Армии, штурмовавшие центр Берлина, продвигались к рейхстагу и рейхсканцелярии со всех сторон. С юга наступали 3-я гвардейская танковая, 28-я и 8-я гвардейская армии и 1-я гвардейская танковая армия, с востока 5-я Ударная армия, с севера — 3-я Ударная армия, с северо-запада — 2-я гвардейская танковая армия и 1-я армия Войска Польского. Но чем ближе подходили наши войска, к рейхстагу и рейхсканцелярии, тем труднее давалось продвижение вперед. «Каждый дом являлся крепостью, которую приходилось брать штурмом, — вспоминают А. X. Бабаджанян, Н. К. Попель, М. А. Шалин и И. М. Кравченко,[98] — немецко-фашистское командование бросало в бой все, что имело под рукой, осуществляло широкий маневр силами и средствами. Отдельные группы автоматчиков и солдат, вооруженные фауст-патронами, используя подземные коллекторы, водосточные каналы и т. п., выходили в тыл наших частей и выводили из строя офицеров, солдат, рвали линии связи, уничтожали машины, орудия. Нередко гитлеровцы переодевались в гражданскую одежду и наносили удары из-за угла, из канализационных колодцев. Узкая полоса наступления позволяла использовать одновременно ограниченное количество танков и самоходно-артиллерийских установок, а для действий на более широком фронте не хватало пехоты: в танковых бригадах имелось по 80–100 автоматчиков, а в механизированных — по 300–450».

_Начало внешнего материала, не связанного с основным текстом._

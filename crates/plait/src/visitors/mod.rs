//! AST visitor implementations for plait
//!
//! This module contains visitor patterns for traversing Python AST nodes,
//! used to discover every import statement in a module.

mod import_discovery;

pub use import_discovery::{ImportDiscoveryVisitor, extract_imports};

Все же к утру 28 апреля железнодорожные вокзалы были взяты, а во второй половине дня 11-й гвардейский танковый корпус форсировал канал Ландвер; 3-й гвардейский механизированный корпус, наступая вдоль южного берега этого канала, очистил от гитлеровцев еще 60 кварталов и к концу дня подошел к Зоологическому саду.
Ночью, в разгаре боев, поступил новый приказ: на 29 апреля назначался общий штурм последних оплотов гитлеровцев; и перед
1-й гвардейской танковой и 8-й гвардейской армиями ставилась задача овладеть имперской канцелярией, парком Тиргартен, Зоологическим садом и соединиться с 3-й Ударной и 2-й гвардейской танковой армиями, наступавшими с севера и северо-запада.
В полдень войска 11-го гвардейского танкового корпуса, находившиеся уже неподалеку от рейхсканцелярии, начали свое наступление вдоль улицы, ведущей к Тиргартену. «К исходу 29 апреля, — вспоминает генерал армии А. Л. Гетман, — части 11-го гвардейского танкового корпуса почти вплотную приблизились с юго-запада к зданию имперской канцелярии. Но пробиться к нему не смогли из-за сильного огня вражеской артиллерии и многочисленных команд фаустников (не следует забывать, что в эти часы в бомбоубежище под рейхсканцелярией все еще находился сам Гитлер. Он покончил самоубийством лишь на следующий день. — Ю. Ж.). Наступила ночь, но бой не утихал. Впереди в отблесках взрывов виднелась громада имперской канцелярии. Казалось, еще одно усилие — и части 11-го гвардейского танкового корпуса прорвутся к этому зловещему зданию, неся с собой возмездие зарывшемуся в землю маньяку. Ради этого самоотверженно сражались воины корпуса в ту ночь…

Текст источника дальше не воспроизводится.